Justice Department Requires Divestiture of Morpho’s ETD Business to Bless Smiths Acquisition

Coming as no surprise, the U.S. Justice Department in late March said it will require Britain’s Smiths Group to divest the explosives trace detection (ETD) of Morpho Detection as a condition for approval of Smiths pending $710 million acquisition of Morpho from France’s Safran Group.

The Justice Department’s condition for the deal follows one earlier this year by European regulators, who also are requiring Smiths to divest Morpho’s trace business to allow the acquisition to proceed.

In response to European authorities’ concerns about allowing Smiths to consolidate its existing trace business with Morpho’s, Smiths Group said in January that it would divest Morpho’s explosive trace detection business. Smiths and Safran announced the deal last April.

Regulators want to ensure robust competition in the U.S. and in Europe for the ETDs, which are used to help in the screening of airline passengers and their baggage, aviation cargo, and to protect other critical infrastructures worldwide.

“In particular, Morpho has a history of bidding aggressively for contracts to supply and service desktop ETD devices in this market,” the Justice Department complaint says, referring to bids for airport checkpoint applications. “By underbidding its rivals, Morpho delivered to the TSA a lower-priced option while also incentivizing competitors to respond with more competitive prices and terms of sale. Absent the merger, Morpho was expected to continue to be an aggressive competitor. As a result, the proposed acquisition would give Smiths the ability and the incentive to raise prices and decrease the quality of its service.”

The complaint also says that Morpho has a track record of bidding aggressively for contracts to supply ETD systems for the air cargo screening market.

In the second half of 2017, TSA is expected to issue a new solicitation to supply desktop ETD systems, the complaint says. Without the divestiture, there would only be two suppliers of the systems, “likely leading to higher prices and less advantageous terms for that agency,” it says.

The Justice Department’s announcement notes that Morpho Detection had about $325 million in sales in 2015, about $65 million through ETD product sales. Morpho Detection’s U.S. revenue in 2015 was about $262 million, the Justice Department says.

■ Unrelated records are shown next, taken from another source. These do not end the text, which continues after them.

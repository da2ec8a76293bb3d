use strum::{AsRefStr, EnumIter, EnumString};

#[derive(Debug, Default, Clone, Copy, PartialEq, Eq, AsRefStr, EnumIter, EnumString)]
pub enum Role {
    Admin,
    #[default]
    User,
}

#[cfg(test)]
mod tests {
    use super::*;
    use std::str::FromStr;

    #[test]
    fn role_round_trips_through_name() {
        let role = Role::from_str("Admin").unwrap();
        assert_eq!(role, Role::Admin);
        assert_eq!(role.as_ref(), "Admin");

        let role = Role::from_str("User").unwrap();
        assert_eq!(role, Role::User);

        assert!(Role::from_str("guest").is_err());
    }
}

Smiths Detection, a business unit of Smiths Group that will integrate Morpho Detection, had about $730 million in sales in 2015, the Justice Department says in its complaint. Once the transaction closes, Smiths Detection will have about $1 billion in annual sales. Smiths Detection had $225.7 million in U.S. revenue in 2015.

OSI Systems’ [OSIS] Rapiscan Systems division is considered a potential buyer for Morpho’s trace business although the company previously passed on acquiring Implant Sciences, which supplies handheld and desktop ETDs worldwide.

Once the acquisition is finalized, Morpho Detection will still provide Smiths Detection business with a well-established product line for computed tomography-based explosive detection systems used at airports worldwide to automatically screen checked baggage for explosives.

Smiths, Morpho and Massachusetts-based L3 Technologies [LLL] are the only suppliers in the U.S. of desktop ETD systems. Currently the Transportation Security Administration operates desktop ETDs from Smiths and L3 although in the past it has acquired the systems from Morpho.

L3 acquired Implant Sciences last year to enter into the trace business.

China’s NucTech also sells ETDs.

The Justice Department’s complaint requiring the divestiture of Morpho Detection says that annual sales of desktop ETD systems in the U.S. for passenger air travel averaged about $13 million a year for the past six years. It says that annual sales of the desktop systems for screening air cargo averaged about $5.5 million during that same period.

Once the acquisition closes, Smiths will have a comprehensive suite of imaging and detection systems for transportation and critical infrastructure protection. The company has 90 days from the filing of the March 30 Justice Department complaint to divest Morpho Detection, which includes its global ETD business of desktop, handheld and portal ETD products.